The league office has noticed. Before 2016, major league teams had never averaged eight strikeouts per game. Now they’ve done it five seasons in a row. The two highest home run rates in history have come in the last two years. Stolen bases haven’t been as rare in almost five decades, and in 2019 — the last full season — games averaged a record 3 hours 10 minutes.

Yet the best brand of baseball might still be within reach. The league cannot impose new rules in the majors without consent from the players’ union, but the revamped minor leagues (now under M.L.B.’s control) offer a laboratory for experimentation. This season, each level will feature a new rule designed to encourage action and limit dead time:

  • In Class AAA, the size of first, second and third base will increase to 18 inches square, from 15.

  • In Class AA, at least four defensive players must be positioned on the infield, each with both feet completely in front of the outer boundary of the infield dirt. In the second half, M.L.B. may require two infielders to be positioned entirely on each side of second base.

  • In high-Class A, pitchers must step off the rubber before attempting a pickoff throw, and in both low-Class A leagues, pitchers will be limited to two step-offs, with a third resulting in an out or a balk.

  • In the low-Class A Southeast League, umpires will use an automated ball-strike system (A.B.S.) to call pitches.

  • In the low-Class A Southwest League, on-field timers will enforce the time between pitches, innings and during pitching changes.

The men behind the changes are Morgan Sword, M.L.B.’s executive vice president for baseball operations; the former All-Star outfielder Raul Ibanez; and the former general managers Michael Hill and Theo Epstein. Ibanez and Hill are senior vice presidents for M.L.B., and Epstein is a consultant.

Sword, Ibanez and Hill recently discussed the rationale for the experiments in a roundtable-style Zoom interview with The New York Times.

Barton Silverman/The New York Times
Matt York/Associated Press

You spoke with executives, players and fans about what they view as the most exciting and engaging form of baseball. How did that feedback inform these changes?

Sword: There was actually a surprising amount of consensus in answer to that question: people in all parts of this game want more action, they want games to be shorter, they want more defense, base running, stolen base attempts and generally a quicker pace. We have, in part due to the minor league restructuring, much broader rights to test this stuff this year. We hope we’re not being too disruptive to clubs’ goal of preparing players for the major leagues, but in aggregate at the end of the year we’re going to have an enormous set of data and experiences with a whole bunch of new things that push us in that direction.

Raul, from the players’ standpoint, what are the biggest concerns you hear, and what’s important to them as you go down this path?

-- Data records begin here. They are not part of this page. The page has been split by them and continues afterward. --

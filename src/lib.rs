//! # tmon
//!
//! Core of a terminal resource monitor: a counter delta/rate engine and an
//! ANSI frame compositor.
//!
//! The host samples the platform (CPU ticks, memory, mounts, block device
//! sectors, interface byte counters, processes, sensors, battery) into a
//! [`PlatformSnapshot`], then calls [`render`] once per tick. The core
//! differences the counters against the state blob from the previous tick,
//! lays out every panel and returns the frame text plus the next state blob.
//! Nothing in the core touches the terminal, the clock or the filesystem.
//!
//! ## Quick Start
//!
//! ```rust,ignore
//! use tmon::{render, FrameInput, PlatformSnapshot};
//!
//! let mut state = String::new();
//! loop {
//!     let snapshot = PlatformSnapshot::from_json(&sample_platform())?;
//!     let out = render(&FrameInput {
//!         viewport_width: 120,
//!         viewport_height: 40,
//!         previous_state: state,
//!         snapshot,
//!         ..Default::default()
//!     });
//!     print!("\x1b[H{}", out.frame_text);
//!     state = out.state_blob;
//! }
//! ```
//!
//! ## Feature Flags
//!
//! - `cli` (default): the `tmon` binary, a headless renderer that reads a
//!   snapshot file and prints one frame

#![warn(missing_docs)]
// Allow unwrap() in tests only
#![cfg_attr(test, allow(clippy::unwrap_used))]
#![allow(clippy::cast_possible_truncation)]
#![allow(clippy::cast_sign_loss)]
#![allow(clippy::cast_precision_loss)]
#![allow(clippy::module_name_repetitions)]
#![allow(clippy::doc_markdown)]

// ============================================================================
// Core Modules
// ============================================================================

/// Error types.
pub mod error;

/// Platform snapshot input types.
pub mod snapshot;

/// Counter delta and rate engine.
pub mod engine;

/// Bounded sample histories.
pub mod history;

/// State carried between ticks.
pub mod state;

/// Process list scroll and selection.
pub mod selection;

// ============================================================================
// Rendering Modules
// ============================================================================

/// ANSI escape handling and visible width.
pub mod ansi;

/// Human-readable number formatting.
pub mod format;

/// Color themes.
pub mod theme;

/// Box drawing and panel composition.
pub mod layout;

/// Panels, meters and sparklines.
pub mod widgets;

/// Per-tick orchestration.
pub mod frame;

/// Host configuration file.
pub mod config;

pub use config::Config;
pub use error::{MonitorError, Result};
pub use frame::{render, FrameInput, FrameOutput};
pub use snapshot::PlatformSnapshot;
pub use state::PersistedState;

/// Prelude for common imports.
pub mod prelude {
    pub use crate::config::Config;
    pub use crate::engine::{RateContext, RateKind, RateResult, RateSource, SortKey};
    pub use crate::error::{MonitorError, Result};
    pub use crate::frame::{render, FrameInput, FrameOutput};
    pub use crate::layout::BorderStyle;
    pub use crate::snapshot::PlatformSnapshot;
    pub use crate::theme::Theme;
}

Ibanez: Early on, there’s always a little bit of reluctance to accept change, for a moment. But I feel like this generation of players, the guys I talk to now, are really much more open to a lot of the rule changes and the ideas behind them. Ultimately, the players want the game to move faster, too. I can tell you, as a player, that when Cliff Lee was on the mound and you’re facing Jarrod Washburn in a day game and it’s an hour and 53 minutes, a 2-1 game where you get three at-bats, everyone goes home happy.

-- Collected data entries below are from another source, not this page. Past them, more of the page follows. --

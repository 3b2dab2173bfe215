//! State carried between ticks.
//!
//! The host stores the blob returned by one tick and hands it back on the
//! next. It is a flat JSON record: raw counters per subsystem, trailing
//! histories, and the process list position. A missing or unreadable blob
//! is a cold start, never an error.

use std::collections::BTreeMap;

use serde::{Deserialize, Serialize};
use tracing::{debug, warn};

use crate::engine::{CpuCounters, DiskIoCounters, InterfaceCounters};
use crate::error::Result;
use crate::history::HistorySeries;

/// Everything the next tick needs from this one.
#[derive(Debug, Clone, Default, PartialEq, Serialize, Deserialize)]
#[serde(default, rename_all = "camelCase")]
pub struct PersistedState {
    /// Snapshot time of this tick.
    pub timestamp_ms: Option<u64>,

    /// CPU tick counters by core name.
    pub cpu_counters: BTreeMap<String, CpuCounters>,
    /// Interface counters by name.
    pub net_counters: BTreeMap<String, InterfaceCounters>,
    /// Sector counters by block device.
    pub disk_counters: BTreeMap<String, DiskIoCounters>,
    /// CPU time ticks by PID.
    pub process_ticks: BTreeMap<u32, u64>,

    /// Overall CPU usage.
    pub cpu_history: HistorySeries,
    /// Memory usage.
    pub mem_history: HistorySeries,
    /// Receive rate of the primary interface.
    pub net_rx_history: HistorySeries,
    /// Transmit rate of the primary interface.
    pub net_tx_history: HistorySeries,
    /// Interface the network histories belong to.
    pub net_interface: Option<String>,

    /// Rows the process panel could show.
    pub process_max_rows: usize,
    /// First row shown.
    pub process_list_start: usize,
    /// Largest valid scroll offset.
    pub process_max_scroll: usize,
    /// Clamped scroll offset.
    pub process_scroll_offset: usize,
    /// Clamped selection within the window.
    pub process_selected_index: usize,
    /// PID under the selection.
    pub process_selected_pid: Option<u32>,
}

impl PersistedState {
    /// Decodes a state blob, falling back to a cold start.
    #[must_use]
    pub fn decode(blob: &str) -> Self {
        if blob.trim().is_empty() {
            debug!("no previous state, cold start");
            return Self::default();
        }
        match serde_json::from_str(blob) {
            Ok(state) => state,
            Err(e) => {
                warn!(error = %e, "previous state unreadable, cold start");
                Self::default()
            }
        }
    }

    /// Encodes the state as JSON.
    pub fn encode(&self) -> Result<String> {
        Ok(serde_json::to_string(self)?)
    }

    /// True if no counters were carried over.
    #[must_use]
    pub fn is_cold(&self) -> bool {
        self.cpu_counters.is_empty()
            && self.net_counters.is_empty()
            && self.disk_counters.is_empty()
            && self.process_ticks.is_empty()
    }
}

#[cfg(test)]
mod tests {
    use super::*;
    use crate::history::HISTORY_LEN;

    #[test]
    fn test_empty_and_corrupt_blobs_are_cold() {
        assert!(PersistedState::decode("").is_cold());
        assert!(PersistedState::decode("   ").is_cold());
        assert!(PersistedState::decode("{not json").is_cold());
        assert!(PersistedState::decode("[1,2,3]").is_cold());
        assert_eq!(PersistedState::decode("{}"), PersistedState::default());
    }

    #[test]
    fn test_round_trip() {
        let mut state = PersistedState { timestamp_ms: Some(1234), process_selected_pid: Some(42), ..Default::default() };
        state.cpu_counters.insert("cpu0".to_string(), CpuCounters { active: 150, total: 1100 });
        state.process_ticks.insert(42, 9000);
        state.cpu_history.push(50.0);
        state.net_interface = Some("eth0".to_string());

        let blob = state.encode().unwrap();
        assert_eq!(PersistedState::decode(&blob), state);
        assert!(!state.is_cold());
    }

    #[test]
    fn test_flat_field_names() {
        let state = PersistedState { process_max_rows: 10, process_list_start: 3, ..Default::default() };
        let value: serde_json::Value = serde_json::from_str(&state.encode().unwrap()).unwrap();
        for key in [
            "processMaxRows",
            "processListStart",
            "processMaxScroll",
            "processScrollOffset",
            "processSelectedIndex",
            "processSelectedPid",
            "cpuHistory",
        ] {
            assert!(value.get(key).is_some(), "missing {key}");
        }
        assert_eq!(value["processListStart"], 3);
    }

    #[test]
    fn test_oversized_history_is_bounded() {
        let values: Vec<f64> = (0..200).map(f64::from).collect();
        let blob = serde_json::json!({ "cpuHistory": values }).to_string();
        let state = PersistedState::decode(&blob);
        assert_eq!(state.cpu_history.len(), HISTORY_LEN);
        assert_eq!(state.cpu_history.latest(), Some(199.0));
    }

    #[test]
    fn test_partial_state_keeps_known_fields() {
        let state = PersistedState::decode(r#"{"processScrollOffset": 7, "unknownField": true}"#);
        assert_eq!(state.process_scroll_offset, 7);
        assert!(state.is_cold());
    }
}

There are a lot of new ideas and theories at work here. What do you think will be the most noticeable difference in practice?

Hill: If you look at the defensive positioning and how big a part of our game it has become, with all the analytics, I think that’s going to be an adjustment. But offensively, speaking as a former hitter — although I wasn’t very good and they didn’t have the shift when I played — you’re just trying to create more action and put more balls in play. You’re opening up the field; without that guy in short right field anymore, you can hit a line drive there and know that you’ve got a hit. I think that’s something that will definitely be positively embraced.

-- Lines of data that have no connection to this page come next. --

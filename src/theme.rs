//! Theme system: named palettes and value-to-color gradients.
//!
//! Themes form a closed set selected by name. An unrecognized name yields
//! the complete default theme, never a partial one.

use ratatui::style::Color;

/// A color gradient with evenly spaced stops.
#[derive(Debug, Clone, PartialEq, Eq)]
pub struct Gradient {
    /// Gradient color stops.
    pub stops: Vec<Color>,
}

impl Gradient {
    /// Creates a gradient from hex stops (`"#rrggbb"`).
    #[must_use]
    pub fn from_hex(stops: &[&str]) -> Self {
        Self { stops: stops.iter().map(|s| parse_color(s)).collect() }
    }

    /// Samples the gradient at position t (0.0 - 1.0).
    #[must_use]
    pub fn sample(&self, t: f64) -> Color {
        let t = if t.is_nan() { 0.0 } else { t.clamp(0.0, 1.0) };

        match self.stops.len() {
            0 => Color::White,
            1 => self.stops[0],
            n => {
                let segment_count = n - 1;
                let segment_size = 1.0 / segment_count as f64;
                let segment = ((t / segment_size) as usize).min(segment_count - 1);
                let local_t = (t - segment as f64 * segment_size) / segment_size;

                interpolate_color(self.stops[segment], self.stops[segment + 1], local_t)
            }
        }
    }

    /// Picks the stop for `t` without blending (stepped lookup).
    #[must_use]
    pub fn step(&self, t: f64) -> Color {
        let t = if t.is_nan() { 0.0 } else { t.clamp(0.0, 1.0) };
        match self.stops.len() {
            0 => Color::White,
            n => self.stops[((t * n as f64) as usize).min(n - 1)],
        }
    }
}

/// Ten CPU usage breakpoints, green at idle to red at saturation.
const CPU_STEPS: [&str; 10] = [
    "#50fa7b", "#69f06a", "#8ae65a", "#b0dc4c", "#d4d242", "#f1c83c", "#f7a53a", "#f7823a",
    "#f25d3c", "#ff3b3b",
];

/// Assumed sensor band for the temperature gradient, in °C.
pub const TEMP_MIN_C: f64 = 30.0;
/// Upper end of the temperature band, in °C.
pub const TEMP_MAX_C: f64 = 100.0;

/// Theme record: one color per UI role.
#[derive(Debug, Clone, PartialEq, Eq)]
pub struct Theme {
    /// Theme name.
    pub name: &'static str,
    /// Panel borders.
    pub border: Color,
    /// Panel titles.
    pub title: Color,
    /// Regular text.
    pub text: Color,
    /// De-emphasized text (labels, separators, empty bar cells).
    pub dim: Color,
    /// CPU accents.
    pub cpu: Color,
    /// Memory accents.
    pub memory: Color,
    /// Swap accents.
    pub swap: Color,
    /// Network download.
    pub network_rx: Color,
    /// Network upload.
    pub network_tx: Color,
    /// Disk accents.
    pub disk: Color,
    /// Process table accents.
    pub process: Color,
    /// Temperature label.
    pub temp: Color,
    /// Battery label.
    pub battery: Color,
    /// Sparkline default.
    pub graph: Color,
    /// Severity: normal.
    pub ok: Color,
    /// Severity: elevated.
    pub warn: Color,
    /// Severity: critical.
    pub critical: Color,
    /// Selected process row, drawn in reverse video.
    pub selection: Color,
    /// Usage gradient for CPU bars (ten steps).
    pub cpu_gradient: Gradient,
    /// Usage gradient for memory/disk bars.
    pub usage_gradient: Gradient,
    /// Temperature gradient over [`TEMP_MIN_C`]..[`TEMP_MAX_C`].
    pub temp_gradient: Gradient,
}

/// Names of the built-in themes, default first.
pub const THEME_NAMES: [&str; 6] = ["default", "dracula", "nord", "gruvbox", "monokai", "mono"];

impl Default for Theme {
    fn default() -> Self {
        Self {
            name: "default",
            border: parse_color("#5f87af"),
            title: parse_color("#e0e0e0"),
            text: parse_color("#c0caf5"),
            dim: parse_color("#565f89"),
            cpu: parse_color("#64c8ff"),
            memory: parse_color("#b478ff"),
            swap: parse_color("#ffb464"),
            network_rx: parse_color("#64c8ff"),
            network_tx: parse_color("#ff6464"),
            disk: parse_color("#64b4ff"),
            process: parse_color("#dcb464"),
            temp: parse_color("#ff6496"),
            battery: parse_color("#ffdc64"),
            graph: parse_color("#64c8ff"),
            ok: parse_color("#50fa7b"),
            warn: parse_color("#f1c83c"),
            critical: parse_color("#ff3b3b"),
            selection: parse_color("#7aa2f7"),
            cpu_gradient: Gradient::from_hex(&CPU_STEPS),
            usage_gradient: Gradient::from_hex(&["#9ece6a", "#e0af68", "#f7768e"]),
            temp_gradient: Gradient::from_hex(&["#7dcfff", "#e0af68", "#f7768e"]),
        }
    }
}

impl Theme {
    /// Looks up a built-in theme; unknown names fall back to the default.
    #[must_use]
    pub fn by_name(name: &str) -> Self {
        match name.trim().to_ascii_lowercase().as_str() {
            "dracula" => Self::dracula(),
            "nord" => Self::nord(),
            "gruvbox" => Self::gruvbox(),
            "monokai" => Self::monokai(),
            "mono" => Self::mono(),
            _ => Self::default(),
        }
    }

    /// Whether `name` is one of [`THEME_NAMES`].
    #[must_use]
    pub fn is_known(name: &str) -> bool {
        let name = name.trim().to_ascii_lowercase();
        THEME_NAMES.contains(&name.as_str())
    }

    fn dracula() -> Self {
        Self {
            name: "dracula",
            border: parse_color("#6272a4"),
            title: parse_color("#f8f8f2"),
            text: parse_color("#f8f8f2"),
            dim: parse_color("#44475a"),
            cpu: parse_color("#8be9fd"),
            memory: parse_color("#bd93f9"),
            swap: parse_color("#ffb86c"),
            network_rx: parse_color("#50fa7b"),
            network_tx: parse_color("#ff79c6"),
            disk: parse_color("#8be9fd"),
            process: parse_color("#f1fa8c"),
            temp: parse_color("#ff5555"),
            battery: parse_color("#f1fa8c"),
            graph: parse_color("#bd93f9"),
            ok: parse_color("#50fa7b"),
            warn: parse_color("#f1fa8c"),
            critical: parse_color("#ff5555"),
            selection: parse_color("#bd93f9"),
            temp_gradient: Gradient::from_hex(&["#8be9fd", "#f1fa8c", "#ff5555"]),
            usage_gradient: Gradient::from_hex(&["#50fa7b", "#f1fa8c", "#ff5555"]),
            ..Self::default()
        }
    }

    fn nord() -> Self {
        Self {
            name: "nord",
            border: parse_color("#4c566a"),
            title: parse_color("#eceff4"),
            text: parse_color("#d8dee9"),
            dim: parse_color("#434c5e"),
            cpu: parse_color("#88c0d0"),
            memory: parse_color("#b48ead"),
            swap: parse_color("#d08770"),
            network_rx: parse_color("#8fbcbb"),
            network_tx: parse_color("#bf616a"),
            disk: parse_color("#81a1c1"),
            process: parse_color("#ebcb8b"),
            temp: parse_color("#bf616a"),
            battery: parse_color("#ebcb8b"),
            graph: parse_color("#88c0d0"),
            ok: parse_color("#a3be8c"),
            warn: parse_color("#ebcb8b"),
            critical: parse_color("#bf616a"),
            selection: parse_color("#88c0d0"),
            temp_gradient: Gradient::from_hex(&["#88c0d0", "#ebcb8b", "#bf616a"]),
            usage_gradient: Gradient::from_hex(&["#a3be8c", "#ebcb8b", "#bf616a"]),
            ..Self::default()
        }
    }

    fn gruvbox() -> Self {
        Self {
            name: "gruvbox",
            border: parse_color("#665c54"),
            title: parse_color("#fbf1c7"),
            text: parse_color("#ebdbb2"),
            dim: parse_color("#504945"),
            cpu: parse_color("#83a598"),
            memory: parse_color("#d3869b"),
            swap: parse_color("#fe8019"),
            network_rx: parse_color("#8ec07c"),
            network_tx: parse_color("#fb4934"),
            disk: parse_color("#83a598"),
            process: parse_color("#fabd2f"),
            temp: parse_color("#fb4934"),
            battery: parse_color("#fabd2f"),
            graph: parse_color("#b8bb26"),
            ok: parse_color("#b8bb26"),
            warn: parse_color("#fabd2f"),
            critical: parse_color("#fb4934"),
            selection: parse_color("#83a598"),
            temp_gradient: Gradient::from_hex(&["#83a598", "#fabd2f", "#fb4934"]),
            usage_gradient: Gradient::from_hex(&["#b8bb26", "#fabd2f", "#fb4934"]),
            ..Self::default()
        }
    }

    fn monokai() -> Self {
        Self {
            name: "monokai",
            border: parse_color("#75715e"),
            title: parse_color("#f8f8f2"),
            text: parse_color("#f8f8f2"),
            dim: parse_color("#49483e"),
            cpu: parse_color("#66d9ef"),
            memory: parse_color("#ae81ff"),
            swap: parse_color("#fd971f"),
            network_rx: parse_color("#a6e22e"),
            network_tx: parse_color("#f92672"),
            disk: parse_color("#66d9ef"),
            process: parse_color("#e6db74"),
            temp: parse_color("#f92672"),
            battery: parse_color("#e6db74"),
            graph: parse_color("#a6e22e"),
            ok: parse_color("#a6e22e"),
            warn: parse_color("#e6db74"),
            critical: parse_color("#f92672"),
            selection: parse_color("#66d9ef"),
            ..Self::default()
        }
    }

    fn mono() -> Self {
        let light = parse_color("#d0d0d0");
        let mid = parse_color("#909090");
        let dark = parse_color("#505050");
        Self {
            name: "mono",
            border: mid,
            title: light,
            text: light,
            dim: dark,
            cpu: light,
            memory: light,
            swap: mid,
            network_rx: light,
            network_tx: mid,
            disk: light,
            process: light,
            temp: light,
            battery: light,
            graph: light,
            ok: light,
            warn: light,
            critical: parse_color("#ffffff"),
            selection: light,
            cpu_gradient: Gradient::from_hex(&["#606060", "#ffffff"]),
            usage_gradient: Gradient::from_hex(&["#606060", "#ffffff"]),
            temp_gradient: Gradient::from_hex(&["#606060", "#ffffff"]),
        }
    }

    /// Bar color for a CPU usage percentage (ten stepped breakpoints).
    #[must_use]
    pub fn cpu_color(&self, percent: f64) -> Color {
        self.cpu_gradient.step(percent / 100.0)
    }

    /// Blended color for a memory/disk usage percentage.
    #[must_use]
    pub fn usage_color(&self, percent: f64) -> Color {
        self.usage_gradient.sample(percent / 100.0)
    }

    /// Color for a temperature in °C over the assumed 30–100 °C band.
    #[must_use]
    pub fn temp_color(&self, celsius: f64) -> Color {
        self.temp_gradient.sample((celsius - TEMP_MIN_C) / (TEMP_MAX_C - TEMP_MIN_C))
    }

    /// Severity color for a percentage: ok below 60, warn below 85.
    #[must_use]
    pub fn severity(&self, percent: f64) -> Color {
        if percent >= 85.0 {
            self.critical
        } else if percent >= 60.0 {
            self.warn
        } else {
            self.ok
        }
    }
}

/// Parses a hex color string to a ratatui Color.
pub fn parse_color(hex: &str) -> Color {
    let hex = hex.trim_start_matches('#');

    if hex.len() != 6 || !hex.is_ascii() {
        return Color::White;
    }

    let r = u8::from_str_radix(&hex[0..2], 16).unwrap_or(255);
    let g = u8::from_str_radix(&hex[2..4], 16).unwrap_or(255);
    let b = u8::from_str_radix(&hex[4..6], 16).unwrap_or(255);

    Color::Rgb(r, g, b)
}

/// Interpolates between two colors.
fn interpolate_color(start: Color, end: Color, t: f64) -> Color {
    let (r1, g1, b1) = color_to_rgb(start);
    let (r2, g2, b2) = color_to_rgb(end);

    let r = ((1.0 - t) * f64::from(r1) + t * f64::from(r2)).round() as u8;
    let g = ((1.0 - t) * f64::from(g1) + t * f64::from(g2)).round() as u8;
    let b = ((1.0 - t) * f64::from(b1) + t * f64::from(b2)).round() as u8;

    Color::Rgb(r, g, b)
}

/// Extracts RGB values from a Color.
fn color_to_rgb(color: Color) -> (u8, u8, u8) {
    match color {
        Color::Rgb(r, g, b) => (r, g, b),
        _ => (255, 255, 255),
    }
}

Ibanez: I agree with you, Mike. There’s nothing more frustrating, as a left-handed hitter, than hitting a 200-foot one-hopper to shallow right field and getting thrown out by two steps. And it actually causes you to change your behavior. I can tell you that toward the end of my career I started hitting into the shift, and I was like, ‘Well, I’m just going to pull the ball in the air then and try to hit the ball in the seats.’ My swing-and-miss rate probably went up, but my home runs per at-bat also went up. So taking the depth out of it, forcing guys to play on the dirt, I’m really excited to see what that is like.

(Ibanez pivoted to the issue of new bases, citing a play in the 2018 National League Championship Series in which Milwaukee first baseman Jesus Aguilar was clipped in the heel as the Dodgers’ Manny Machado crossed the bag. The Class AAA bases will have a different texture to reduce the chances of a player’s foot slipping, and Ibanez mentioned another possible safety benefit.)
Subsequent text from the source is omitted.